Pretreatment of cells with sodium orthovanadate reverses the effect of leishmania infection on c-FOS protein expression. Cells were either untreated or treated with orthovanadate (20 μM) for 3 h and then incubated with leishmania amastigotes at an approximate parasite-to-cell ratio of 15:1. After overnight incubation, control and infected cells were stimulated with PMA (100 nM) for 4 h. Cells were lysed in modified RIPA buffer as described in Materials and Methods. Whole-cell lysates were separated on SDS–7.5% polyacrylamide gels, transferred to nitrocellulose membranes, and probed with c-FOS antibodies. The blots were developed by ECL, and an autoluminogram of a blot is shown. The blot shown is from one of two independent experiments that yielded similar results, and the histogram shows the average values of the two experiments.

FIG. 7

Pretreatment of cells with sodium orthovanadate abrogates the effect of leishmania infection on iNOS protein expression.

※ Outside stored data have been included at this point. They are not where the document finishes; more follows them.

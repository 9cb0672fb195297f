//! Maps domain `AppError` to HTTP responses.

use axum::Json;
use axum::http::StatusCode;
use axum::response::{IntoResponse, Response};
use serde::{Deserialize, Serialize};

use cuti_core::error::{AppError, ErrorKind};

/// Message shown to clients for every server-side failure.
pub const SERVER_ERROR: &str = "Terjadi kesalahan pada server";

/// Result type returned by every handler.
pub type ApiResult<T> = Result<T, ApiError>;

/// Error body: a single message, or every field message when validation
/// reported more than one.
#[derive(Debug, Clone, Serialize, Deserialize)]
#[serde(untagged)]
pub enum ErrorBody {
    Message(String),
    Fields(Vec<String>),
}

/// Standard API error response body.
#[derive(Debug, Clone, Serialize, Deserialize)]
pub struct ApiErrorResponse {
    pub errors: ErrorBody,
}

/// HTTP-facing wrapper around [`AppError`].
#[derive(Debug)]
pub struct ApiError(pub AppError);

impl From<AppError> for ApiError {
    fn from(err: AppError) -> Self {
        Self(err)
    }
}

impl ApiError {
    /// Status code for the wrapped error kind.
    pub fn status(&self) -> StatusCode {
        match self.0.kind {
            ErrorKind::Validation | ErrorKind::Conflict | ErrorKind::Authentication => {
                StatusCode::BAD_REQUEST
            }
            ErrorKind::NotFound => StatusCode::NOT_FOUND,
            ErrorKind::Forbidden => StatusCode::FORBIDDEN,
            ErrorKind::Unauthorized => StatusCode::UNAUTHORIZED,
            ErrorKind::Internal
            | ErrorKind::Database
            | ErrorKind::Configuration
            | ErrorKind::Serialization => StatusCode::INTERNAL_SERVER_ERROR,
        }
    }

    fn body(&self) -> ApiErrorResponse {
        let errors = if self.0.kind.is_server_error() {
            ErrorBody::Message(SERVER_ERROR.to_string())
        } else if self.0.details.len() > 1 {
            ErrorBody::Fields(self.0.details.clone())
        } else {
            ErrorBody::Message(self.0.message.clone())
        };
        ApiErrorResponse { errors }
    }
}

impl IntoResponse for ApiError {
    fn into_response(self) -> Response {
        let status = self.status();

        if self.0.kind.is_server_error() {
            let cause = self.0.source.as_ref().map(|s| s.to_string());
            tracing::error!(
                kind = %self.0.kind,
                error = %self.0.message,
                cause = cause.as_deref().unwrap_or("-"),
                "Request failed with server error"
            );
        }

        (status, Json(self.body())).into_response()
    }
}
//! Department entity model.

use chrono::{DateTime, Utc};
use serde::{Deserialize, Serialize};
use sqlx::FromRow;
use uuid::Uuid;

/// An organisational unit every account belongs to.
#[derive(Debug, Clone, PartialEq, Eq, Serialize, Deserialize, FromRow)]
pub struct Department {
    /// Unique department identifier.
    pub id: Uuid,
    /// Unique display name, letters and spaces only.
    pub name: String,
    /// Unique contact email.
    pub email: String,
    /// When the department was created.
    pub created_at: DateTime<Utc>,
    /// When the department was last updated.
    pub updated_at: DateTime<Utc>,
}

/// Data required to create a department.
#[derive(Debug, Clone, Serialize, Deserialize)]
pub struct CreateDepartment {
    /// Department name.
    pub name: String,
    /// Department email.
    pub email: String,
}

/// Partial update; `None` leaves the column untouched.
#[derive(Debug, Clone, Default, Serialize, Deserialize)]
pub struct UpdateDepartment {
    /// New name.
    pub name: Option<String>,
    /// New email.
    pub email: Option<String>,
}

impl UpdateDepartment {
    /// Whether the update carries no changes at all.
    pub fn is_empty(&self) -> bool {
        self.name.is_none() && self.email.is_none()
    }
}

/// Substring filters for department search, AND-combined.
#[derive(Debug, Clone, Default, Serialize, Deserialize)]
pub struct DepartmentFilter {
    /// Case-insensitive substring of the name.
    pub name: Option<String>,
    /// Case-insensitive substring of the email.
    pub email: Option<String>,
}
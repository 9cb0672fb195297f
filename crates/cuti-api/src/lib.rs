//! # cuti-api
//!
//! HTTP API layer for Cuti built on Axum.
//!
//! Provides the REST endpoints for departments, accounts and leave requests,
//! the middleware stack (CORS, request logging, role guards), extractors,
//! DTOs and the mapping from `AppError` to HTTP responses.

pub mod app;
pub mod dto;
pub mod error;
pub mod extractors;
pub mod handlers;
pub mod middleware;
pub mod router;
pub mod state;

pub use app::{build_app, run_server};
pub use error::{ApiError, ApiResult};
pub use router::build_router;
pub use state::AppState;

Cells were either untreated or treated with orthovanadate (20 μM) for 3 h and then incubated with leishmania amastigotes at an approximate parasite-to-cell ratio of 15:1. After overnight incubation (17 h), control and infected cells were stimulated with IFN-γ for 6 h. Cells were lysed in modified RIPA buffer as described in Materials and Methods. Whole-cell lysates were separated on SDS–7.5% polyacrylamide gels, transferred to nitrocellulose membranes, and probed with anti-iNOS antibodies. The blots were developed by ECL, and an autoluminogram of a blot is shown. The data shown are from two independent experiments that yielded similar results, and values in the histogram represent the average.

FIG. 8

L. donovani infection increases the specific activity of SHP-1 without affecting either tyrosine phosphorylation status or cellular levels of enzyme. (A) Cells were infected with leishmania for 17 h. Control and infected cells were lysed in buffer as described in Materials and Methods. Detergent-solubilized proteins were immunoprecipitated with antibody to SHP-1. Immunoprecipitated SHP-1 was incubated with autophosphorylated MAP kinase-1–GST (as described in Materials and Methods) for 1 h at 30°C. Reactions were stopped by adding SDS sample buffer. Phosphatase activity was assessed by immunoblotting with antiphosphotyrosine (anti PY) antibodies. The autoluminogram shown was analyzed by densitometry. The blots were then stripped and reprobed with anti-SHP-1 to determine the level of immunoprecipitated SHP-1. The same membranes were again stripped and reprobed with anti-MAP kinase (anti MAPK 1) to assess the input of MAP kinase-1–GST. (B) (Top) Cells infected with leishmania (17 h) were lysed in buffer, immunoprecipitated with anti-SHP-1, and immunoblotted with antiphosphotyrosine antibodies to assess the tyrosine phosphorylation status of SHP-1. (Bottom) Cells infected with leishmania (17 h) were lysed in modified RIPA buffer, and solubilized proteins were separated by SDS-polyacrylamide gel electrophoresis (10% polyacrylamide) followed by immunoblotting. Total cellular levels of SHP-1 were measured by immunoblotting with anti-SHP-1 antibody. The data shown in lanes with error bars are the mean and standard deviation of results obtained in three independent experiments. Other results are control results from one experiment.

FIG. 9

Time course of activation of SHP-1 by L. donovani. Cells were infected with leishmania for different time intervals as indicated, lysed in buffer without phosphatase inhibitors, and processed for immunoprecipitation of SHP-1. Immunoprecipitated SHP-1 was incubated with autophosphorylated MAP kinase-1–GST (MAPK 1-GST) for 1 h at 30°C as described in the legend to Fig. 5. Phosphatase activity was assessed by immunoblotting with antiphosphotyrosine (anti PY) antibody. The autoluminogram shown was analyzed by densitometry. The blot was then stripped and reprobed with anti-SHP-1 to assess the level of immunoprecipitated SHP-1. The same membrane was again stripped and probed with anti-MAP kinase to assess the input of MAP kinase-1–GST. The data shown are from one of two experiments that yielded similar results, and the values in the histogram represent the average.